Each line that includes "DatabaseConfig" must be copied from the records.

(Dataset entries)
__________________________________________________

//! Configuration management
//!
//! Loads `AppConfig` from an optional `linktally.toml` plus
//! `LINKTALLY_`-prefixed environment variables (with `dotenvy` support).
//! The analytics thresholds that used to live as package-level globals in
//! older builds are explicit fields here and are handed to the aggregator
//! and cache wrapper at construction time.

use serde::Deserialize;

use crate::errors::Result;

#[derive(Debug, Clone, Deserialize, Default)]
pub struct AppConfig {
    #[serde(default)]
    pub database: DatabaseConfig,
    #[serde(default)]
    pub cache: CacheConfig,
    #[serde(default)]
    pub logging: LoggingConfig,
    #[serde(default)]
    pub analytics: AnalyticsConfig,
}

impl AppConfig {
    /// 加载配置：可选的 linktally.toml + LINKTALLY__* 环境变量覆盖
    pub fn load() -> Result<Self> {
        dotenvy::dotenv().ok();

        let settings = config::Config::builder()
            .add_source(config::File::with_name("linktally").required(false))
            .add_source(
                config::Environment::with_prefix("LINKTALLY")
                    .separator("__")
                    .try_parsing(true),
            )
            .build()?;

        Ok(settings.try_deserialize()?)
    }
}

#[derive(Debug, Clone, Deserialize)]
pub struct DatabaseConfig {
    /// sqlite:// / mysql:// / postgres:// 连接串
    #[serde(default = "default_database_url")]
    pub url: String,
    /// 连接池大小（SQLite 后端忽略）
    #[serde(default = "default_pool_size")]
    pub pool_size: u32,
}

impl Default for DatabaseConfig {
    fn default() -> Self {
        Self {
            url: default_database_url(),
            pool_size: default_pool_size(),
        }
    }
}

#[derive(Debug, Clone, Deserialize)]
pub struct CacheConfig {
    /// 响应缓存后端："memory" 或 "redis"
    #[serde(default = "default_cache_backend")]
    pub backend: String,
    #[serde(default)]
    pub redis: RedisConfig,
}

impl Default for CacheConfig {
    fn default() -> Self {
        Self {
            backend: default_cache_backend(),
            redis: RedisConfig::default(),
        }
    }
}

#[derive(Debug, Clone, Deserialize)]
pub struct RedisConfig {
    #[serde(default = "default_redis_url")]
    pub url: String,
    #[serde(default = "default_redis_key_prefix")]
    pub key_prefix: String,
}

impl Default for RedisConfig {
    fn default() -> Self {
        Self {
            url: default_redis_url(),
            key_prefix: default_redis_key_prefix(),
        }
    }
}

#[derive(Debug, Clone, Deserialize)]
pub struct LoggingConfig {
    #[serde(default = "default_log_level")]
    pub level: String,
    /// 日志文件路径；None 或空串输出到控制台
    #[serde(default)]
    pub file: Option<String>,
    /// "full" 或 "json"
    #[serde(default = "default_log_format")]
    pub format: String,
    #[serde(default)]
    pub enable_rotation: bool,
    #[serde(default = "default_max_backups")]
    pub max_backups: u32,
}

impl Default for LoggingConfig {
    fn default() -> Self {
        Self {
            level: default_log_level(),
            file: None,
            format: default_log_format(),
            enable_rotation: false,
            max_backups: default_max_backups(),
        }
    }
}

/// 分析引擎阈值配置
///
/// 所有惰性重算与缓存行为都由这里驱动，构造聚合器/缓存层时显式传入。
#[derive(Debug, Clone, Deserialize)]
pub struct AnalyticsConfig {
    /// 当日汇总行两次重算之间的最小间隔（秒）
    #[serde(default = "default_update_interval_secs")]
    pub update_interval_secs: u64,
    /// 响应缓存 TTL（秒）
    #[serde(default = "default_cache_ttl_secs")]
    pub cache_ttl_secs: u64,
    /// 明细查询允许回溯的天数（start_date 校验窗口）
    #[serde(default = "default_window_days")]
    pub history_window_days: i64,
    /// 汇总查询的滚动窗口天数
    #[serde(default = "default_window_days")]
    pub summary_window_days: i64,
}

impl Default for AnalyticsConfig {
    fn default() -> Self {
        Self {
            update_interval_secs: default_update_interval_secs(),
            cache_ttl_secs: default_cache_ttl_secs(),
            history_window_days: default_window_days(),
            summary_window_days: default_window_days(),
        }
    }
}

impl AnalyticsConfig {
    pub fn update_interval(&self) -> chrono::Duration {
        chrono::Duration::seconds(self.update_interval_secs as i64)
    }

    pub fn cache_ttl(&self) -> std::time::Duration {
        std::time::Duration::from_secs(self.cache_ttl_secs)
    }
}

fn default_database_url() -> String {
    "sqlite://linktally.db?mode=rwc".to_string()
}

fn default_pool_size() -> u32 {
    10
}

fn default_cache_backend() -> String {
    "memory".to_string()
}

fn default_redis_url() -> String {
    "redis://127.0.0.1:6379".to_string()
}

fn default_redis_key_prefix() -> String {
    "linktally:analytics:".to_string()
}

fn default_log_level() -> String {
    "info".to_string()
}

fn default_log_format() -> String {
    "full".to_string()
}

fn default_max_backups() -> u32 {
    7
}

fn default_update_interval_secs() -> u64 {
    3600
}

fn default_cache_ttl_secs() -> u64 {
    60
}

fn default_window_days() -> i64 {
    30
}

#[cfg(test)]
mod tests {
    use super::*;

    #[test]
    fn test_default_analytics_config() {
        let cfg = AnalyticsConfig::default();
        assert_eq!(cfg.update_interval_secs, 3600);
        assert_eq!(cfg.cache_ttl_secs, 60);
        assert_eq!(cfg.history_window_days, 30);
        assert_eq!(cfg.summary_window_days, 30);
        assert_eq!(cfg.update_interval(), chrono::Duration::hours(1));
    }

    #[test]
    fn test_default_app_config() {
        let cfg = AppConfig::default();
        assert!(cfg.database.url.starts_with("sqlite://"));
        assert_eq!(cfg.cache.backend, "memory");
        assert_eq!(cfg.logging.level, "info");
    }
}
//! 自定义短链接侧的仓储适配器
//!
//! selector 语义：链接自身的 id。

use async_trait::async_trait;
use chrono::{Duration, NaiveDate, Utc};
use sea_orm::{
    ActiveValue::Set, ColumnTrait, DatabaseTransaction, EntityTrait, QueryFilter, QueryOrder,
};

use crate::device::DeviceCounts;
use crate::errors::{LinktallyError, Result};
use migration::entities::{custom_link, custom_link_analytic, custom_link_interaction};

use super::models::{
    DailyAnalytic, Interaction, LinkRef, NewDailyAnalytic, NewInteraction,
};
use super::repository::{DeviceBreakdownStore, LinkAnalyticsRepository, attach_breakdown};

pub struct CustomLinkRepository;

#[async_trait]
impl LinkAnalyticsRepository for CustomLinkRepository {
    async fn find_owned_link(
        &self,
        txn: &DatabaseTransaction,
        selector: i64,
        user_id: &str,
    ) -> Result<Option<LinkRef>> {
        let found = custom_link::Entity::find_by_id(selector)
            .filter(custom_link::Column::UserId.eq(user_id))
            .one(txn)
            .await
            .map_err(|e| {
                LinktallyError::database_operation(format!("查询自定义链接失败: {}", e))
            })?;

        Ok(found.map(|link| LinkRef {
            id: link.id,
            name: link.title,
        }))
    }

    async fn list_owned_links(
        &self,
        txn: &DatabaseTransaction,
        user_id: &str,
    ) -> Result<Vec<LinkRef>> {
        let rows = custom_link::Entity::find()
            .filter(custom_link::Column::UserId.eq(user_id))
            .order_by_asc(custom_link::Column::Id)
            .all(txn)
            .await
            .map_err(|e| {
                LinktallyError::database_operation(format!("查询自定义链接失败: {}", e))
            })?;

        Ok(rows
            .into_iter()
            .map(|link| LinkRef {
                id: link.id,
                name: link.title,
            })
            .collect())
    }

    async fn record_interaction(
        &self,
        txn: &DatabaseTransaction,
        event: NewInteraction,
    ) -> Result<()> {
        let model = custom_link_interaction::ActiveModel {
            custom_link_id: Set(event.link_id),
            client_ip: Set(event.client_ip),
            user_agent: Set(event.user_agent),
            created_at: Set(Utc::now()),
            ..Default::default()
        };

        custom_link_interaction::Entity::insert(model)
            .exec(txn)
            .await
            .map_err(|e| LinktallyError::database_operation(format!("写入点击事件失败: {}", e)))?;

        Ok(())
    }

    async fn interactions_on(
        &self,
        txn: &DatabaseTransaction,
        link_id: i64,
        day: NaiveDate,
    ) -> Result<Vec<Interaction>> {
        let window_start = day.and_hms_opt(0, 0, 0).unwrap().and_utc();
        let window_end = window_start + Duration::days(1);

        let rows = custom_link_interaction::Entity::find()
            .filter(custom_link_interaction::Column::CustomLinkId.eq(link_id))
            .filter(custom_link_interaction::Column::CreatedAt.gte(window_start))
            .filter(custom_link_interaction::Column::CreatedAt.lt(window_end))
            .order_by_asc(custom_link_interaction::Column::CreatedAt)
            .all(txn)
            .await
            .map_err(|e| LinktallyError::database_operation(format!("查询点击事件失败: {}", e)))?;

        Ok(rows
            .into_iter()
            .map(|m| Interaction {
                id: m.id,
                link_id: m.custom_link_id,
                client_ip: m.client_ip,
                user_agent: m.user_agent,
                created_at: m.created_at,
            })
            .collect())
    }

    async fn find_daily(
        &self,
        txn: &DatabaseTransaction,
        link_id: i64,
        day: NaiveDate,
    ) -> Result<Option<DailyAnalytic>> {
        let found = custom_link_analytic::Entity::find()
            .filter(custom_link_analytic::Column::CustomLinkId.eq(link_id))
            .filter(custom_link_analytic::Column::Date.eq(day))
            .find_also_related(migration::entities::device_analytic::Entity)
            .one(txn)
            .await
            .map_err(|e| LinktallyError::database_operation(format!("查询日汇总失败: {}", e)))?;

        match found {
            Some((row, breakdown)) => Ok(Some(attach_breakdown(
                row.custom_link_id,
                row.id,
                row.date,
                row.click_count,
                row.view_count,
                row.created_at,
                row.updated_at,
                breakdown,
            )?)),
            None => Ok(None),
        }
    }

    async fn insert_daily(
        &self,
        txn: &DatabaseTransaction,
        row: NewDailyAnalytic,
    ) -> Result<DailyAnalytic> {
        let breakdown = DeviceBreakdownStore::create(txn, row.counts).await?;
        let now = Utc::now();

        let model = custom_link_analytic::ActiveModel {
            custom_link_id: Set(row.link_id),
            device_analytic_id: Set(breakdown.id),
            date: Set(row.date),
            click_count: Set(row.click_count),
            view_count: Set(0),
            created_at: Set(now),
            updated_at: Set(now),
            ..Default::default()
        };

        let created = custom_link_analytic::Entity::insert(model)
            .exec_with_returning(txn)
            .await
            .map_err(|e| LinktallyError::database_operation(format!("创建日汇总失败: {}", e)))?;

        Ok(DailyAnalytic {
            id: created.id,
            link_id: created.custom_link_id,
            date: created.date,
            click_count: created.click_count,
            view_count: created.view_count,
            breakdown,
            created_at: created.created_at,
            updated_at: created.updated_at,
        })
    }

    async fn update_daily(
        &self,
        txn: &DatabaseTransaction,
        current: &DailyAnalytic,
        click_count: i32,
        counts: DeviceCounts,
    ) -> Result<DailyAnalytic> {
        let breakdown = DeviceBreakdownStore::update(txn, current.breakdown.id, counts).await?;
        let now = Utc::now();

        let model = custom_link_analytic::ActiveModel {
            id: Set(current.id),
            custom_link_id: Set(current.link_id),
            device_analytic_id: Set(breakdown.id),
            date: Set(current.date),
            click_count: Set(click_count),
            view_count: Set(current.view_count),
            created_at: Set(current.created_at),
            updated_at: Set(now),
        };

        custom_link_analytic::Entity::update(model)
            .exec(txn)
            .await
            .map_err(|e| LinktallyError::database_operation(format!("更新日汇总失败: {}", e)))?;

        Ok(DailyAnalytic {
            id: current.id,
            link_id: current.link_id,
            date: current.date,
            click_count,
            view_count: current.view_count,
            breakdown,
            created_at: current.created_at,
            updated_at: now,
        })
    }
}
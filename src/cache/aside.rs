//! Cache-aside 封装
//!
//! 区间/汇总入口的缓存前置：命中直接反序列化返回（不触发聚合），
//! 未命中计算后回填。回填失败按配置级故障记日志，
//! 新鲜结果照常返回——缓存只是优化，不是正确性依赖。

use std::sync::Arc;
use std::time::Duration;

use chrono::NaiveDate;
use serde::Serialize;
use serde::de::DeserializeOwned;
use tracing::{debug, error, warn};

use crate::analytics::AnalyticsService;
use crate::analytics::response::{AnalyticSummaryResponse, DailyAnalyticResponse};
use crate::errors::Result;
use crate::storage::{CallerIdentity, LinkAnalyticsRepository};

use super::{ResponseCache, cache_key};

pub struct CachedAnalytics<R> {
    service: AnalyticsService<R>,
    cache: Arc<dyn ResponseCache>,
    ttl: Duration,
}

impl<R: LinkAnalyticsRepository> CachedAnalytics<R> {
    pub fn new(service: AnalyticsService<R>, cache: Arc<dyn ResponseCache>) -> Self {
        let ttl = service.config().cache_ttl();
        Self {
            service,
            cache,
            ttl,
        }
    }

    /// 单链接明细，带缓存前置
    ///
    /// `token` 是调用方的原始 bearer 凭证（只用于缓存键），
    /// `identity` 是外部鉴权层解出的身份。
    pub async fn get_link_analytic(
        &self,
        token: &str,
        path: &str,
        identity: &CallerIdentity,
        selector: i64,
        start: NaiveDate,
        end: NaiveDate,
    ) -> Result<Vec<DailyAnalyticResponse>> {
        let key = cache_key(token, path);

        if let Some(cached) = self.lookup::<Vec<DailyAnalyticResponse>>(&key, path).await {
            return Ok(cached);
        }

        let fresh = self
            .service
            .get_link_analytic(identity, selector, start, end)
            .await?;
        self.store(&key, &fresh).await;
        Ok(fresh)
    }

    /// 30 天汇总，带缓存前置
    pub async fn get_summary(
        &self,
        token: &str,
        path: &str,
        identity: &CallerIdentity,
    ) -> Result<AnalyticSummaryResponse> {
        let key = cache_key(token, path);

        if let Some(cached) = self.lookup::<AnalyticSummaryResponse>(&key, path).await {
            return Ok(cached);
        }

        let fresh = self.service.get_summary(identity).await?;
        self.store(&key, &fresh).await;
        Ok(fresh)
    }

    async fn lookup<T: DeserializeOwned>(&self, key: &str, path: &str) -> Option<T> {
        let bytes = self.cache.get(key).await?;
        match serde_json::from_slice(&bytes) {
            Ok(value) => {
                debug!("Analytics cache hit: {}", path);
                Some(value)
            }
            Err(e) => {
                // 反序列化失败视为未命中，条目等 TTL 自然过期
                warn!("Discarding undecodable cache entry for {}: {}", path, e);
                None
            }
        }
    }

    async fn store<T: Serialize>(&self, key: &str, value: &T) {
        match serde_json::to_vec(value) {
            Ok(bytes) => {
                if let Err(e) = self.cache.put(key, bytes, self.ttl).await {
                    // 配置级故障：结果照常返回，这里只暴露给运维
                    error!("Response cache write failed (check cache configuration): {}", e);
                }
            }
            Err(e) => {
                error!("Response serialization for cache failed: {}", e);
            }
        }
    }
}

__________________________________________________

#### [RESULT OF THE TASK]
    pub database: DatabaseConfig,
pub struct DatabaseConfig {
impl Default for DatabaseConfig {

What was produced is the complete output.